Students Talk Tattoos


Seniors Andrew Reasor, Austin Domenic, Nick Hildebrant, Tatiana Santiago, Sarah Brodine and Bryson Borgia show off their tattoos with Math teacher Ilona Di Cosmo. (Photo by Aidan McHenry)

Tattoos are a hot commodity for teenagers to express themselves in this day and age, and students at our school have gotten some of their own.

Students opened up on their tattoos, experiences getting them and the aftercare involved.

Many of these students said their tattoo holds meaning for them or are dedicated to someone important in their lives.

“I wanted to pay tribute to my dad who passed away,” senior Patrick Caffiero said.

Ink can be a way for young people to connect with and honor their families.

Senior Bryson Borgia said, “I got this tattoo in honor of my cousin who took her own life.”

Senior Nick Hildebrant said his tattoo was inspired by his father and his grandfather.

Despite the idea that tattoos are something rebellious teens get to spite their parents, many students had support from family members.

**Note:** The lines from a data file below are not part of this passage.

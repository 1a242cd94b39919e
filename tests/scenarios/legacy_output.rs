//! Scenario: output a deploy pipeline did not expect
//!
//! Journey: a site still serves a latin-1 encoded `index.html`, and a CI job
//! retries the stamp step over a directory it already stamped.

use revtag::{ArtifactKey, RevtagError};

use crate::support::Project;

const LATIN1_HTML: &[u8] =
    b"<title>Caf\xe9 cr\xe8me</title>\n<script type=\"module\" src=\"/assets/main.js\"></script>\n";
const MAIN_JS: &[u8] = b"import \"./vendor.js\";\n";
const VENDOR_JS: &[u8] = b"export const v = 1;\n";
const VENDOR_JS_PATCHED: &[u8] = b"export const v = 2;\n";

#[test]
fn scenario_latin1_html_follows_renames() {
    let project = Project::new();

    project.emit_build(&[
        ("index.html", LATIN1_HTML),
        ("assets/main.js", MAIN_JS),
        ("assets/vendor.js", VENDOR_JS),
    ]);
    let outcome = project.stamp("3");

    assert_eq!(outcome.report.texts_rewritten, 2);
    assert_eq!(
        project.read_bytes("index.html"),
        b"<title>Caf\xe9 cr\xe8me</title>\n<script type=\"module\" src=\"/assets/main.v3.js\"></script>\n"
            .to_vec()
    );
    assert!(project.read("assets/main.v3.js").contains("./vendor.v3.js"));
}

#[test]
fn scenario_retried_stamp_is_refused_and_ledger_survives() {
    let project = Project::new();

    project.emit_build(&[("assets/main.js", MAIN_JS), ("assets/vendor.js", VENDOR_JS)]);
    project.stamp("3");
    let ledger = project.ledger();

    // retry over the stamped directory
    let err = project.try_stamp("4").unwrap_err();
    assert!(matches!(err, RevtagError::AlreadyStamped { .. }), "{err}");
    assert_eq!(project.ledger(), ledger);

    // the next fresh build still reuses every tag
    project.emit_build(&[("assets/main.js", MAIN_JS), ("assets/vendor.js", VENDOR_JS)]);
    let outcome = project.stamp("5");
    assert_eq!(outcome.report.reused, 2);
    assert_eq!(project.ledger(), ledger);

    // a real change bumps only the changed chunk
    project.emit_build(&[("assets/main.js", MAIN_JS), ("assets/vendor.js", VENDOR_JS_PATCHED)]);
    project.stamp("6");
    let next = project.ledger();
    assert_eq!(next.get(&ArtifactKey::chunk("main")).unwrap().version(), "3");
    assert_eq!(next.get(&ArtifactKey::chunk("vendor")).unwrap().version(), "6");
}
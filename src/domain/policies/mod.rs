//! Domain Policies
//!
//! Business rules that govern which artifacts are versioned and how.
//! These are pure functions over file names.

mod kind_policy;

pub use kind_policy::KindPolicy;
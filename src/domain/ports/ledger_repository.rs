//! LedgerRepository port - abstraction for ledger persistence
//!
//! This trait allows the orchestrator to load/save the version ledger
//! without knowing about the JSON storage format.

use std::path::Path;

use thiserror::Error;

use crate::domain::entities::Ledger;

/// Result type for ledger operations
pub type LedgerResult<T> = Result<T, LedgerError>;

/// Ledger operation errors
#[derive(Debug, Error)]
pub enum LedgerError {
    /// Stored ledger is not valid JSON of the expected shape
    #[error("invalid ledger format: {0}")]
    InvalidFormat(String),
    /// I/O error
    #[error("I/O error: {0}")]
    Io(String),
}

/// Abstract repository for ledger persistence
pub trait LedgerRepository {
    /// Load the ledger stored at `path`; a missing file is an empty ledger
    fn load(&self, path: &Path) -> LedgerResult<Ledger>;

    /// Load, treating any failure as an empty ledger (logged as a warning)
    fn load_or_empty(&self, path: &Path) -> Ledger {
        match self.load(path) {
            Ok(ledger) => ledger,
            Err(err) => {
                tracing::warn!(
                    path = %path.display(),
                    error = %err,
                    "version ledger unreadable, starting from an empty ledger"
                );
                Ledger::new()
            }
        }
    }

    /// Replace the ledger stored at `path` with `ledger`
    fn save(&self, ledger: &Ledger, path: &Path) -> LedgerResult<()>;
}
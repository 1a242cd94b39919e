//! JSON Ledger Repository
//!
//! Implements the LedgerRepository port using a flat JSON object:
//!
//! ```json
//! {
//!   "chunk:src/main.jsx": {
//!     "hash": "sha256:...",
//!     "version": "3",
//!     "fileName": "assets/main.v3.js"
//!   }
//! }
//! ```

use std::collections::BTreeMap;
use std::path::Path;

use serde::{Deserialize, Serialize};

use crate::domain::entities::{Ledger, LedgerEntry};
use crate::domain::ports::file_system::{FileSystem, FsError};
use crate::domain::ports::ledger_repository::{LedgerError, LedgerRepository, LedgerResult};
use crate::domain::value_objects::ArtifactKey;
use crate::infrastructure::fs::LocalFs;

/// Default ledger location, relative to the build root
pub const DEFAULT_LEDGER_FILE: &str = ".revtag-versions.json";

/// JSON-based ledger repository
pub struct JsonLedgerRepository<FS: FileSystem = LocalFs> {
    fs: FS,
}

impl JsonLedgerRepository<LocalFs> {
    /// Create a new repository with the local file system
    pub fn new() -> Self {
        Self { fs: LocalFs::new() }
    }
}

impl<FS: FileSystem> JsonLedgerRepository<FS> {
    /// Create with a custom file system (for testing)
    pub fn with_fs(fs: FS) -> Self {
        Self { fs }
    }
}

impl Default for JsonLedgerRepository<LocalFs> {
    fn default() -> Self {
        Self::new()
    }
}

/// JSON representation of one entry
#[derive(Debug, Clone, Serialize, Deserialize)]
struct JsonLedgerEntry {
    hash: String,
    version: String,
    #[serde(rename = "fileName")]
    file_name: String,
}

impl<FS: FileSystem> LedgerRepository for JsonLedgerRepository<FS> {
    fn load(&self, path: &Path) -> LedgerResult<Ledger> {
        if !self.fs.exists(path) {
            return Ok(Ledger::new());
        }

        let content = self
            .fs
            .read(path)
            .map_err(|e| LedgerError::Io(e.to_string()))?;
        let raw: BTreeMap<String, JsonLedgerEntry> = serde_json::from_str(&content)
            .map_err(|e| LedgerError::InvalidFormat(e.to_string()))?;

        let mut ledger = Ledger::new();
        for (key, entry) in raw {
            match ArtifactKey::parse(&key) {
                Some(parsed) => ledger.set(
                    parsed,
                    LedgerEntry::new(entry.hash, entry.version, entry.file_name),
                ),
                None => tracing::warn!(key = %key, "ignoring ledger entry with unknown key kind"),
            }
        }

        Ok(ledger)
    }

    fn save(&self, ledger: &Ledger, path: &Path) -> LedgerResult<()> {
        let raw: BTreeMap<String, JsonLedgerEntry> = ledger
            .entries()
            .map(|(key, entry)| {
                (
                    key.to_string(),
                    JsonLedgerEntry {
                        hash: entry.hash().to_string(),
                        version: entry.version().to_string(),
                        file_name: entry.file_name().to_string(),
                    },
                )
            })
            .collect();

        let mut content = serde_json::to_string_pretty(&raw)
            .map_err(|e| LedgerError::InvalidFormat(e.to_string()))?;
        content.push('\n');

        self.fs
            .write(path, content.as_bytes())
            .map_err(|e: FsError| LedgerError::Io(e.to_string()))
    }
}
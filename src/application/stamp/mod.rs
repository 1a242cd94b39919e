//! Stamp: give every build artifact a stable, change-driven version tag.

mod engine;
mod options;
mod result;
mod session;
mod use_case;


pub use engine::{PlannedName, Stamper};
pub use options::StampOptions;
pub use result::{StampOutcome, StampReport};
pub use session::BuildSession;
pub use use_case::{BuildStage, StampUseCase};
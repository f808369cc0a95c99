use std::time::Duration;

use crux_core::capability::{Capability, CapabilityContext, Operation};
use serde::{Deserialize, Serialize};

#[derive(Debug, Clone, Copy, PartialEq, Eq, Serialize, Deserialize)]
pub enum TimerOperation {
    After { ticket: u64, millis: u64 },
}

#[derive(Debug, Clone, Copy, PartialEq, Eq, Serialize, Deserialize)]
pub enum TimerOutput {
    Elapsed,
}

impl Operation for TimerOperation {
    type Output = TimerOutput;
}

pub struct Timer<Ev> {
    context: CapabilityContext<TimerOperation, Ev>,
}

impl<Ev> Capability<Ev> for Timer<Ev> {
    type Operation = TimerOperation;
    type MappedSelf<MappedEv> = Timer<MappedEv>;

    fn map_event<F, NewEv>(&self, f: F) -> Self::MappedSelf<NewEv>
    where
        F: Fn(NewEv) -> Ev + Send + Sync + 'static,
        Ev: 'static,
        NewEv: 'static + Send,
    {
        Timer::new(self.context.map_event(f))
    }
}

impl<Ev> Timer<Ev> {
    pub fn new(context: CapabilityContext<TimerOperation, Ev>) -> Self {
        Self { context }
    }
}

impl<Ev> Timer<Ev>
where
    Ev: 'static,
{
    /// Ask the shell to call back once `duration` has passed.
    pub fn after<F>(&self, ticket: u64, duration: Duration, callback: F)
    where
        F: FnOnce(TimerOutput) -> Ev + Send + 'static,
    {
        let millis = u64::try_from(duration.as_millis()).unwrap_or(u64::MAX);
        let ctx = self.context.clone();
        self.context.spawn(async move {
            let output = ctx
                .request_from_shell(TimerOperation::After { ticket, millis })
                .await;
            ctx.update_app(callback(output));
        });
    }
}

“They love it and can’t wait for me to get more,” said Hildebrant.

“They [my parents] approve of it since it is my mom’s handwriting,” senior Caroline Larsen said, on her personal ink.

Familial connection again overpowers traditional opinions on tattoos as being divergent.

“It’s dedicated to my mom, so I think she approves,” senior Kharissa Muhammad said.

Senior Tatiana Santiago even got a tattoo with her mom for “infinity love.”

First Place Tattoos in Hackettstown and Immortal Ink in Flemington are many Hills students’ trusted spots to get their ink.

The students stressed the importance of post-tattoo care, in order to keep body art long lasting and clean.

“Mine was simple—washing with antibacterial soap, pat dry and put aquaphor on it,” Muhammad said.

The elements, time itself, and lack of care pose threats to tattoos.

“Sunburn will fade the tattoo,” Hildebrant said. “Before it heals you have to keep bacteria away from it and let it heal.”

Borgia accentuated ointment and a month-long application of lotion as essential to tattoo care and skin health.

The students also responded to controversy and disapproval over tattoos.

Muhammad said, “Some can look intense or intimidating, but I think preconceived notions should be dropped.”

Many students believe that the controversy is less prevalent now, however.

“Tattoos are becoming more common today than ever,” senior Andrew Reasor said. “I believe as long as there’s meaning, you should get as many tattoos as you want.”

Senior Austin Domenic went as far to say, “What controversy?” when asked about the tattoo taboo.

Most of the students expressed that their first tattoo has only excited them about getting a second.

“I love my tattoo and I can’t wait to get more,” Muhammad said.

Overall, students agreed tattoos are just a meaningful aesthetic for their everyday lives.

Senior Carly Randazzo captured the sentiment of Hills tattoo afficionados.

“It’s their body,” she said, “and they’re adding more love to their body.”